Diese Haltung personifiziert die 1988 geborene Wienerin aufs Bemerkenswerteste. Sie ist in der Welt der Klassik genauso zu Hause wie in den Gefilden des Jazz, sie kennt sich mit den digitalen Bearbeitungsmöglichkeiten von analogem Instrumentarium genauso gut aus wie mit den Entwicklungen des ambitionierten Pop und Soul der vergangenen Jahre.
Und so klingt denn auch ihr Erstling, den sie selbstbewusst im Alleingang aufgenommen hat. In den ersten acht Stücken auf „Gap“ ersetzt das Cello eine ganze Band. Spaemann benutzt es mal als knorrig schnurrenden Kontrabass, mal als perlend gezupfte Gitarre, gestrichen dient es als droniges Keyboardsubstitut, geklopft als Perkussionsgerät. Im Jazzidiom soliert wird auf dem Cello auch, und zwar in dem „Cure“-Cover „Lovesong“.

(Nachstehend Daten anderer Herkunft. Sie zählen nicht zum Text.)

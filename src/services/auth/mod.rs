pub mod login;
pub mod token;

use actix_web::{HttpRequest, HttpResponse, Result as ActixResult};
use std::sync::Arc;

use crate::config::AppConfig;
use crate::storage::Storage;

pub struct AuthService {
    storage: Option<Arc<dyn Storage>>,
}

impl AuthService {
    pub fn new_lazy() -> Self {
        Self { storage: None }
    }

    pub(crate) fn get_storage(&self, request: &HttpRequest) -> ActixResult<Arc<dyn Storage>> {
        match &self.storage {
            Some(storage) => Ok(storage.clone()),
            None => super::storage_from_request(request),
        }
    }

    pub(crate) fn get_config(&self) -> &AppConfig {
        AppConfig::get()
    }

    // 登录验证
    pub async fn login(
        &self,
        login_request: crate::models::auth::LoginRequest,
        request: &HttpRequest,
    ) -> ActixResult<HttpResponse> {
        login::handle_login(self, login_request, request).await
    }

    // 刷新令牌
    pub async fn refresh_token(&self, request: &HttpRequest) -> ActixResult<HttpResponse> {
        token::handle_refresh_token(self, request).await
    }

    // 验证令牌
    pub async fn verify_token(&self, request: &HttpRequest) -> ActixResult<HttpResponse> {
        token::handle_verify_token(self, request).await
    }

    // 当前账号信息
    pub async fn get_user(&self, request: &HttpRequest) -> ActixResult<HttpResponse> {
        token::handle_get_user(self, request).await
    }

    // 退出登录，清除 refresh token cookie
    pub async fn logout(&self, request: &HttpRequest) -> ActixResult<HttpResponse> {
        token::handle_logout(self, request).await
    }
}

Das alles erweist sich als notwendige und organische Grundlage für Spaemanns Kompositionen, die zeigen, dass die Österreicherin auch mühelos als Pop- und Soulsängerin Karriere machen könnte, irgendwo zwischen Adele, Kate Nash und den mehrstimmigen Overdubkunststücken einer Camille oder eines Jacob Collier. Wenn man im Jazzbereich nach einer vergleichbar mehrfach talentierten Saiten- und Stimmband-Künstlerin sucht, drängt sich der Vergleich mit Esperanza Spalding auf.
Ihre klassische Ausbildung verleugnet Spaemann gleichwohl nicht. Mit der Sarabande und der Gigue aus Bachs zweiter Cello-Suite zeigt sie sich als muskulöse, scharf streichende Interpretin. Und Gaspar Cassadós „Prelude“ lässt sie mit einem arabischen und israelischen Volkslied zusammenfließen. Man sieht: Spaemann geht es nicht nur um die Beseitigung stilistischer, sondern auch politischer Gräben.